Keller: Das ist mir natürlich nahe gegangen, weil ich ja eine lange Zeit meines Lebens mit den Menschen und dem Produkt verbracht habe. Aber ich hatte das große Glück, dass ich den Zeitpunkt bestimmen und mich darauf vorbereiten konnte – der Abschied hat mich ja nicht überrascht. Ich hatte das lange überlegt und vor seinem Tod auch mit Wolfgang Rademann, darüber sprechen können, der allerdings gesagt hat: „Ah, da warten wir doch noch mal.
" Er hätte vielleicht noch etwas dagegen gesagt. Aber so hatte ich die Chance, selbst zu entscheiden, und ich durfte auch mitbestimmen, wie es dann laufen sollte.
Sie haben auch vorher schon bei „Traumschiff“-Drehbüchern mitgewirkt. Wie viele waren es?
Keller: Ich habe Wolfgang Rademann gelegentlich, ohne dass das groß aufgefallen ist, Texte geschickt. Er meinte, ich könnte gut Dialoge schreiben. Das wurden mit den Jahren immer mehr Geschichten und ich habe unter Pseudonym an den Drehbüchern mitgeschrieben. Aber wie viele das genau waren, das weiß ich nicht.
Warum war es Ihnen wichtig mitzubestimmen, was in der Abschiedsfolge mit Beatrice passiert?
Keller: Ich wollte nicht, so wie das Traumschiff-üblich gewesen wäre, einen netten alten Herren zum Gatten bekommen und dann als Ehefrau von Bord gehen. Das hätte mir nicht gefallen.
Was war denn die allerletzte Szene, die Sie gedreht haben?
Keller: Das war eine ganz normale Szene oben auf der Brücke.

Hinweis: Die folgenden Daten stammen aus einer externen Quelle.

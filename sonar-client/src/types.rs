use serde::{Deserialize, Serialize};
use std::collections::BTreeMap;

/// Metric keys fetched for every project, in storage column order.
pub const METRICS: &[&str] = &[
    "coverage",
    "bugs",
    "vulnerabilities",
    "code_smells",
    "sqale_index",
    "ncloc",
    "duplicated_lines_density",
    "maintainability_rating",
    "reliability_rating",
    "security_rating",
    "alert_status",
    "blocker_violations",
    "critical_violations",
    "major_violations",
    "minor_violations",
    "info_violations",
    "tests",
    "test_errors",
    "test_failures",
    "test_execution_time",
    "test_success_density",
    "lines",
    "comment_lines_density",
    "complexity",
    "functions",
    "statements",
    "classes",
    "files",
    "branch_coverage",
    "line_coverage",
    "new_coverage",
    "new_bugs",
    "new_vulnerabilities",
    "new_code_smells",
    "new_duplicated_lines_density",
    "new_lines",
    "new_maintainability_rating",
    "new_reliability_rating",
    "new_security_rating",
    "new_technical_debt",
    "new_lines_to_cover",
    "new_uncovered_lines",
    "new_violations",
];

pub const DEFAULT_BRANCH: &str = "main";
pub const UNKNOWN_GATE_STATUS: &str = "UNKNOWN";

/// Metric key to raw value. Values stay strings: SonarQube reports ratings,
/// percentages and durations through the same field.
pub type Measures = BTreeMap<String, Option<String>>;

#[derive(Debug, Clone, PartialEq, Eq, Serialize, Deserialize)]
pub struct Analysis {
    pub date: String,
    pub revision: Option<String>,
    pub branch: String,
}

#[derive(Debug, Deserialize)]
pub(crate) struct AuthValidation {
    #[serde(default)]
    pub valid: bool,
}

#[derive(Debug, Deserialize)]
pub(crate) struct OrganizationSearch {
    #[serde(default)]
    pub organizations: Vec<serde_json::Value>,
}

#[derive(Debug, Deserialize)]
pub(crate) struct ProjectSearch {
    #[serde(default)]
    pub components: Vec<serde_json::Value>,
}

#[derive(Debug, Deserialize)]
pub(crate) struct AnalysisSearch {
    #[serde(default)]
    pub analyses: Vec<AnalysisEntry>,
}

#[derive(Debug, Deserialize)]
pub(crate) struct AnalysisEntry {
    pub date: String,
    pub revision: Option<String>,
    pub branch: Option<String>,
}

impl From<AnalysisEntry> for Analysis {
    fn from(entry: AnalysisEntry) -> Self {
        Self {
            date: entry.date,
            revision: entry.revision,
            branch: entry.branch.unwrap_or_else(|| DEFAULT_BRANCH.to_string()),
        }
    }
}

#[derive(Debug, Deserialize)]
pub(crate) struct MeasuresResponse {
    #[serde(default)]
    pub component: MeasuresComponent,
}

#[derive(Debug, Default, Deserialize)]
pub(crate) struct MeasuresComponent {
    #[serde(default)]
    pub measures: Vec<MeasureEntry>,
}

#[derive(Debug, Deserialize)]
pub(crate) struct MeasureEntry {
    pub metric: String,
    pub value: Option<String>,
}

#[derive(Debug, Deserialize)]
pub(crate) struct QualityGateResponse {
    #[serde(default, rename = "projectStatus")]
    pub project_status: Option<ProjectStatus>,
}

#[derive(Debug, Deserialize)]
pub(crate) struct ProjectStatus {
    pub status: Option<String>,
}

impl MeasuresResponse {
    pub(crate) fn into_measures(self) -> Measures {
        self.component
            .measures
            .into_iter()
            .map(|m| (m.metric, m.value))
            .collect()
    }
}

impl QualityGateResponse {
    pub(crate) fn status(self) -> String {
        self.project_status
            .and_then(|s| s.status)
            .unwrap_or_else(|| UNKNOWN_GATE_STATUS.to_string())
    }
}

War der Abschied dadurch leichter, dass die letzte Szene eigentlich nichts Besonderes war?
Keller: Ich habe gedacht, dass es mir leichter fallen würde, aber als dann nahezu die gesamte Besatzung des Schiffs und sämtliche Leute vom Team auf der Brücke standen, um mich abzuklatschen – so nennt man das beim Film, wenn ein Schauspieler seine letzte Szene hat – die haben einfach nicht aufgehört, ich wurde immer wieder zurückgeklatscht. Das hat mich berührt – die Zuneigung und die Liebe, die mir da entgegenkam.
Ihre Kollegen sind Ihnen in all den Jahren ja sehr ans Herz gewachsen. Haben Sie noch Kontakt?
Keller: Ja, natürlich. Wir telefonieren, wir simsen – mehr kann ich leider nicht, dafür bin ich zu dumm (lacht). Bei E-Mails habe ich schon Probleme, weil ich die Technik nicht verstehe und auch nicht verstehen will. Manche wohnen in der Nähe, da trifft man sich auch mal. Freundschaften sind auf die Entfernung natürlich ein bisschen anders zu handhaben, aber Freund ist Freund. Wenn man richtige Freunde mal ein paar Wochen nicht sieht und sich dann wieder trifft, ist es trotzdem wie immer. Das macht Freundschaft ja aus.
Das „Traumschiff“ hat verlässlich gute Quoten. Wie erklären Sie sich den Erfolg?
Keller: Für mich liegt der Erfolg in der Person, in der Seele von Wolfgang Rademann. Viele haben ja versucht, etwas Ähnliches zu machen. Manches davon war auch richtig gut. Ich habe mir manchmal „Das Traumhotel“ angeschaut, das hat mir gefallen. Aber es hat nicht denselben Erfolg wie das „Traumschiff“ gehabt, da fehlte etwas. Ich behaupte, es war das Herz von Wolfgang Rademann, die dieses Produkt so geprägt hat.
Und Kreuzfahrten faszinieren die Menschen einfach nach wie vor, oder?
Sie sind mit „Traumschiff“ richtig rumgekommen. Welche Länder fehlen Ihnen denn noch?
Keller: Ich wüsste im Moment nichts, das mir fehlt. Doch, Korea, glaube ich.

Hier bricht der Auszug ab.